*** Provided records

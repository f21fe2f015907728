//! Block repository contracts and SQLite implementation.
//!
//! # Invariants
//! - Listing is deterministic: `sort_order ASC, rowid ASC`, so blocks sharing
//!   an order key keep their insertion sequence.
//! - `page_uuid` is never rewritten after insert.

use super::{ensure_connection_ready, parse_uuid, RepoError, RepoResult};
use crate::model::block::{
    Block, BlockId, BlockPatch, BlockSeed, BlockType, NewBlock, DEFAULT_BLOCK_ORDER,
};
use crate::model::page::PageId;
use crate::model::FieldUpdate;
use rusqlite::types::Value;
use rusqlite::{params, params_from_iter, Connection, Row, Transaction, TransactionBehavior};
use uuid::Uuid;

const BLOCK_SELECT_SQL: &str = "SELECT
    block_uuid,
    page_uuid,
    block_type,
    content,
    sort_order,
    created_at,
    updated_at
FROM blocks";

/// Repository interface for block operations.
pub trait BlockRepository {
    /// Inserts one block; the owning page must exist.
    fn create_block(&self, block: &NewBlock) -> RepoResult<Block>;
    fn get_block(&self, block_id: BlockId) -> RepoResult<Option<Block>>;
    /// Lists a page's blocks in display order.
    fn list_blocks(&self, page_id: PageId) -> RepoResult<Vec<Block>>;
    fn page_exists(&self, page_id: PageId) -> RepoResult<bool>;
    /// Applies a partial update and returns the stored row.
    fn update_block(&self, block_id: BlockId, patch: &BlockPatch) -> RepoResult<Block>;
    /// Single-field write of the order key.
    fn set_block_order(&self, block_id: BlockId, order: f64) -> RepoResult<Block>;
    fn delete_block(&self, block_id: BlockId) -> RepoResult<()>;
    /// Rewrites order keys of several blocks of one page atomically.
    fn rewrite_orders(&self, page_id: PageId, orders: &[(BlockId, f64)]) -> RepoResult<()>;
}

/// SQLite-backed block repository.
pub struct SqliteBlockRepository<'conn> {
    conn: &'conn Connection,
}

impl<'conn> SqliteBlockRepository<'conn> {
    /// Creates repository from migrated connection.
    pub fn try_new(conn: &'conn Connection) -> RepoResult<Self> {
        ensure_connection_ready(
            conn,
            "blocks",
            &[
                "block_uuid",
                "page_uuid",
                "block_type",
                "content",
                "sort_order",
                "created_at",
                "updated_at",
            ],
        )?;
        Ok(Self { conn })
    }
}

impl BlockRepository for SqliteBlockRepository<'_> {
    fn create_block(&self, block: &NewBlock) -> RepoResult<Block> {
        if !page_row_exists(self.conn, block.page_id)? {
            return Err(RepoError::PageNotFound(block.page_id));
        }

        let block_id = Uuid::new_v4();
        let seed = BlockSeed {
            block_type: block.block_type.clone(),
            content: block.content.clone(),
            order: block.order.unwrap_or(DEFAULT_BLOCK_ORDER),
        };
        insert_block_row(self.conn, block_id, block.page_id, &seed)?;
        load_required_block(self.conn, block_id)
    }

    fn get_block(&self, block_id: BlockId) -> RepoResult<Option<Block>> {
        let mut stmt = self
            .conn
            .prepare(&format!("{BLOCK_SELECT_SQL} WHERE block_uuid = ?1;"))?;
        let mut rows = stmt.query([block_id.to_string()])?;
        if let Some(row) = rows.next()? {
            return Ok(Some(parse_block_row(row)?));
        }
        Ok(None)
    }

    fn list_blocks(&self, page_id: PageId) -> RepoResult<Vec<Block>> {
        let mut stmt = self.conn.prepare(&format!(
            "{BLOCK_SELECT_SQL}
             WHERE page_uuid = ?1
             ORDER BY sort_order ASC, rowid ASC;"
        ))?;
        let mut rows = stmt.query([page_id.to_string()])?;
        let mut blocks = Vec::new();
        while let Some(row) = rows.next()? {
            blocks.push(parse_block_row(row)?);
        }
        Ok(blocks)
    }

    fn page_exists(&self, page_id: PageId) -> RepoResult<bool> {
        page_row_exists(self.conn, page_id)
    }

    fn update_block(&self, block_id: BlockId, patch: &BlockPatch) -> RepoResult<Block> {
        let mut assignments = Vec::new();
        let mut bind_values: Vec<Value> = Vec::new();

        if let Some(block_type) = &patch.block_type {
            assignments.push("block_type = ?");
            bind_values.push(Value::Text(block_type.as_str().to_string()));
        }
        match &patch.content {
            FieldUpdate::Keep => {}
            FieldUpdate::Clear => {
                assignments.push("content = ?");
                bind_values.push(Value::Null);
            }
            FieldUpdate::Set(content) => {
                assignments.push("content = ?");
                bind_values.push(Value::Text(content.clone()));
            }
        }
        if let Some(order) = patch.order {
            assignments.push("sort_order = ?");
            bind_values.push(Value::Real(order));
        }

        if assignments.is_empty() {
            return load_required_block(self.conn, block_id);
        }

        let sql = format!(
            "UPDATE blocks
             SET {},
                 updated_at = (strftime('%s', 'now') * 1000)
             WHERE block_uuid = ?;",
            assignments.join(", ")
        );
        bind_values.push(Value::Text(block_id.to_string()));

        let changed = self.conn.execute(&sql, params_from_iter(bind_values))?;
        if changed == 0 {
            return Err(RepoError::BlockNotFound(block_id));
        }
        load_required_block(self.conn, block_id)
    }

    fn set_block_order(&self, block_id: BlockId, order: f64) -> RepoResult<Block> {
        let changed = self.conn.execute(
            "UPDATE blocks
             SET sort_order = ?2,
                 updated_at = (strftime('%s', 'now') * 1000)
             WHERE block_uuid = ?1;",
            params![block_id.to_string(), order],
        )?;
        if changed == 0 {
            return Err(RepoError::BlockNotFound(block_id));
        }
        load_required_block(self.conn, block_id)
    }

    fn delete_block(&self, block_id: BlockId) -> RepoResult<()> {
        let changed = self.conn.execute(
            "DELETE FROM blocks WHERE block_uuid = ?1;",
            [block_id.to_string()],
        )?;
        if changed == 0 {
            return Err(RepoError::BlockNotFound(block_id));
        }
        Ok(())
    }

    fn rewrite_orders(&self, page_id: PageId, orders: &[(BlockId, f64)]) -> RepoResult<()> {
        let tx = Transaction::new_unchecked(self.conn, TransactionBehavior::Immediate)?;
        for (block_id, order) in orders {
            let changed = tx.execute(
                "UPDATE blocks
                 SET sort_order = ?3,
                     updated_at = (strftime('%s', 'now') * 1000)
                 WHERE block_uuid = ?1
                   AND page_uuid = ?2;",
                params![block_id.to_string(), page_id.to_string(), order],
            )?;
            if changed == 0 {
                return Err(RepoError::BlockNotFound(*block_id));
            }
        }
        tx.commit()?;
        Ok(())
    }
}

/// Inserts one block row. Callers own existence checks and transactions.
pub(crate) fn insert_block_row(
    conn: &Connection,
    block_id: BlockId,
    page_id: PageId,
    seed: &BlockSeed,
) -> RepoResult<()> {
    conn.execute(
        "INSERT INTO blocks (
            block_uuid,
            page_uuid,
            block_type,
            content,
            sort_order
        ) VALUES (?1, ?2, ?3, ?4, ?5);",
        params![
            block_id.to_string(),
            page_id.to_string(),
            seed.block_type.as_str(),
            seed.content.as_deref(),
            seed.order,
        ],
    )?;
    Ok(())
}

pub(crate) fn page_row_exists(conn: &Connection, page_id: PageId) -> RepoResult<bool> {
    let exists: i64 = conn.query_row(
        "SELECT EXISTS(SELECT 1 FROM pages WHERE page_uuid = ?1);",
        [page_id.to_string()],
        |row| row.get(0),
    )?;
    Ok(exists == 1)
}

fn load_required_block(conn: &Connection, block_id: BlockId) -> RepoResult<Block> {
    let mut stmt = conn.prepare(&format!("{BLOCK_SELECT_SQL} WHERE block_uuid = ?1;"))?;
    let mut rows = stmt.query([block_id.to_string()])?;
    if let Some(row) = rows.next()? {
        return parse_block_row(row);
    }
    Err(RepoError::BlockNotFound(block_id))
}

fn parse_block_row(row: &Row<'_>) -> RepoResult<Block> {
    let id_text: String = row.get("block_uuid")?;
    let page_text: String = row.get("page_uuid")?;
    let type_text: String = row.get("block_type")?;
    let block_type = BlockType::parse(&type_text).map_err(|_| {
        RepoError::InvalidData(format!(
            "invalid block type `{type_text}` in blocks.block_type"
        ))
    })?;

    let order: f64 = row.get("sort_order")?;
    if !order.is_finite() {
        return Err(RepoError::InvalidData(format!(
            "non-finite order `{order}` in blocks.sort_order"
        )));
    }

    Ok(Block {
        id: parse_uuid(&id_text, "blocks.block_uuid")?,
        page_id: parse_uuid(&page_text, "blocks.page_uuid")?,
        block_type,
        content: row.get("content")?,
        order,
        created_at: row.get("created_at")?,
        updated_at: row.get("updated_at")?,
    })
}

******

[Problem to solve]
Scan the data above, find each line with "clone", and copy it.

[Task output]
            block_type: block.block_type.clone(),
            content: block.content.clone(),
                bind_values.push(Value::Text(content.clone()));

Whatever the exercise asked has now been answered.